The day began earlier than usual on that Saturday afternoon. The sun beamed through my window, warming that empty spot on my all-too-large bed. The beams warmed my skin slightly, and the light kept past my eyelids, which I was forcibly keeping closed.

“It’s too early to be awake on a Saturday,” I mumbled to myself. I found myself talking to no one in particular in those days. I would come home from work to my empty apartment, make dinner, read a little, do some writing, go out for a quiet cup of coffee, if I was so daring. Not saying much of a word to anyone else. The silence drove me crazy, so I began to strike up conversations with the only person around – Myself.

I looked over at my alarm clock perched upon my dresser: 9:14. “This is too damn early. Normal people sleep in ‘til noon on Saturday.” My body was used to being up around 7:30 every morning for work at Lamphard Publishing Company. It was not what I thought it would be: Authors patrolling the halls, poets diligently editing their masterpieces in desks, all of that. As a Junior Editor for this miniscule company, I was lucky if a menu from a Thai restaurant came across my desk for editing. That was partially why I wanted to stay in bed.

I tried to force my eyes closed again, but to no avail. I finally threw my covers off of my bed and muttered an expletive or two under my breath. I grabbed a fresh pair of boxers from a dwindling drawer (I skipped my last laundry day for the sake of breaking monotony, and now it was coming back in the form of having almost no clean underwear) and hopped in the shower.
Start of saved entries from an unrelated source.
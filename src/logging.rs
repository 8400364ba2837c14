//! Tracing setup for the binary.

use std::fs::OpenOptions;
use std::path::Path;
use std::sync::Mutex;

use anyhow::{Context, Result};
use tracing_subscriber::EnvFilter;

/// Filter from `RUST_LOG`, falling back to `default_directives`
pub fn env_filter(default_directives: &str) -> EnvFilter {
    EnvFilter::try_from_default_env().unwrap_or_else(|_| EnvFilter::new(default_directives))
}

/// Install the global subscriber writing to `log_file` (appending), or to
/// stderr when no file is given.
///
/// A subscriber that is already installed is left in place.
pub fn init_tracing(log_file: Option<&Path>, default_directives: &str) -> Result<()> {
    let builder = tracing_subscriber::fmt()
        .with_env_filter(env_filter(default_directives))
        .with_target(false);

    let installed = match log_file {
        Some(path) => {
            if let Some(dir) = path.parent().filter(|d| !d.as_os_str().is_empty()) {
                std::fs::create_dir_all(dir)
                    .with_context(|| format!("Failed to create log directory {}", dir.display()))?;
            }
            let file = OpenOptions::new()
                .create(true)
                .append(true)
                .open(path)
                .with_context(|| format!("Failed to open log file {}", path.display()))?;
            builder
                .with_ansi(false)
                .with_writer(Mutex::new(file))
                .try_init()
        }
        None => builder.with_writer(std::io::stderr).try_init(),
    };

    if installed.is_err() {
        tracing::debug!("tracing subscriber already installed");
    }
    Ok(())
}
After a battle with the showerhead to give me a good, hard shower, I hopped out, brushed my teeth and neglected to shave, as I was not going anywhere or doing anything exciting enough to look my best.

I decided to treat myself by making a mushroom and Swiss omelet. I usually skipped breakfast, but I decided to break the monotony again by indulging myself. Still in my boxers, I walked to my tiny kitchen, nothing to be exuberant about. I pulled out everything I needed: A pan, a fork, spatula, bowl, salt, a can of mushrooms. All I needed was eggs, butter, and cheese. I walked to the refrigerator, opened the door, and began to curse loudly at the sight.

“Dammit! Where the fuck did all my eggs go?”

Not remembering that I had boiled all of the eggs I had to take to work for lunch, I began to search my refrigerator frantically, but found nothing. After debating whether or not it was worth it to go out and buy some more eggs, I decided it was because I now had the brilliant idea of boiling the leftovers and taking them to work for lunch.

I ran into my bedroom and threw on a pair of jeans and a black sweater, and capped it off with a pair of black flip-flops. It looked rather warm, but the wind was something of a concern. I ran outside.

The sun was bright, or perhaps my eyes had yet to adjust to the light. I immediately realized that I had forgotten my sunglasses. The start of another amazing day in the city.